With no line left out, restate the data word for word.

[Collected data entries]
┌──
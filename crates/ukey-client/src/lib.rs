//! ukey-client library crate.
//!
//! An async client for the UKey native control process: it speaks the
//! JSON-over-WebSocket envelope protocol, multiplexes many concurrent
//! in-flight commands over one connection, and turns the peer's
//! hex-encoded fixed-layout replies into typed results.
//!
//! # Architecture
//!
//! ```text
//! caller (typed async operations)
//!         ↕
//! [ukey-client]
//!   ├── domain/           Pure types: ClientConfig
//!   ├── application/      UkeyClient façade: one operation per command,
//!   │                     decode + status classification
//!   └── infrastructure/
//!         └── session/    WsSession: WebSocket connection, correlation
//!                         ids, pending-request table, reader task
//!         ↕
//! native control process (JSON envelopes over wss://, hex payloads)
//! ```
//!
//! # Layer rules
//!
//! - `domain` has no external dependencies (no I/O, no async).
//! - `application` depends on `domain`, `ukey-core`, and the session.
//! - `infrastructure` depends on `tokio` and `tokio-tungstenite`.
//!
//! # Example
//!
//! ```no_run
//! use ukey_client::{ClientConfig, UkeyClient};
//!
//! # async fn example() -> anyhow::Result<()> {
//! let client = UkeyClient::connect(ClientConfig {
//!     control_class_id: "{F0E2...}".to_string(),
//!     ..ClientConfig::default()
//! })
//! .await?;
//!
//! client.load_module().await?;
//! let devices = client.enum_dev(true).await?;
//! let dev = client.connect_dev(&devices[0]).await?;
//! # Ok(())
//! # }
//! ```

/// Domain layer: pure configuration types (no I/O).
pub mod domain;

/// Application layer: the typed command façade and its error type.
pub mod application;

/// Infrastructure layer: the WebSocket transport session and correlator.
pub mod infrastructure;

pub use application::{OperationError, PinType, UkeyClient};
pub use domain::ClientConfig;
pub use infrastructure::session::{SessionState, WsSession};

// Re-export the typed payload values so callers don't need a direct
// ukey-core dependency for ordinary use.
pub use ukey_core::skf::decode::{
    ContainerType, DeviceInfo, EccPublicKey, EccSignature, FileInfo, FileRight, Handle,
    RsaPublicKey,
};
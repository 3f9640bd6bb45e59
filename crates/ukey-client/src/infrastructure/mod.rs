//! Infrastructure layer for ukey-client.
//!
//! All I/O lives here: the WebSocket connection to the native control
//! process, the per-session reader task, and the pending-request table
//! that correlates replies back to their callers.

pub mod session;

pub use session::{SessionError, SessionState, WsSession};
└──
● **EXERCISE ANSWER**:
filename crates/ukey-client/src/lib.rs
//! ukey-client library crate.
//!
//! An async client for the UKey native control process: it speaks the
//! JSON-over-WebSocket envelope protocol, multiplexes many concurrent
//! in-flight commands over one connection, and turns the peer's
//! hex-encoded fixed-layout replies into typed results.
//!
//! # Architecture
//!
//! ```text
//! caller (typed async operations)
//!         ↕
//! [ukey-client]
//!   ├── domain/           Pure types: ClientConfig
//!   ├── application/      UkeyClient façade: one operation per command,
//!   │                     decode + status classification
//!   └── infrastructure/
//!         └── session/    WsSession: WebSocket connection, correlation
//!                         ids, pending-request table, reader task
//!         ↕
//! native control process (JSON envelopes over wss://, hex payloads)
//! ```
//!
//! # Layer rules
//!
//! - `domain` has no external dependencies (no I/O, no async).
//! - `application` depends on `domain`, `ukey-core`, and the session.
//! - `infrastructure` depends on `tokio` and `tokio-tungstenite`.
//!
//! # Example
//!
//! ```no_run
//! use ukey_client::{ClientConfig, UkeyClient};
//!
//! # async fn example() -> anyhow::Result<()> {
//! let client = UkeyClient::connect(ClientConfig {
//!     control_class_id: "{F0E2...}".to_string(),
//!     ..ClientConfig::default()
//! })
//! .await?;
//!
//! client.load_module().await?;
//! let devices = client.enum_dev(true).await?;
//! let dev = client.connect_dev(&devices[0]).await?;
//! # Ok(())
//! # }
//! ```

/// Domain layer: pure configuration types (no I/O).
pub mod domain;

/// Application layer: the typed command façade and its error type.
pub mod application;

/// Infrastructure layer: the WebSocket transport session and correlator.
pub mod infrastructure;

pub use application::{OperationError, PinType, UkeyClient};
pub use domain::ClientConfig;
pub use infrastructure::session::{SessionState, WsSession};

// Re-export the typed payload values so callers don't need a direct
// ukey-core dependency for ordinary use.
pub use ukey_core::skf::decode::{
    ContainerType, DeviceInfo, EccPublicKey, EccSignature, FileInfo, FileRight, Handle,
    RsaPublicKey,
};
repository 3f9640bd6bb45e59
filename crates/ukey-client/src/infrastructure/mod.rs
//! Infrastructure layer for ukey-client.
//!
//! All I/O lives here: the WebSocket connection to the native control
//! process, the per-session reader task, and the pending-request table
//! that correlates replies back to their callers.

pub mod session;

pub use session::{SessionError, SessionState, WsSession};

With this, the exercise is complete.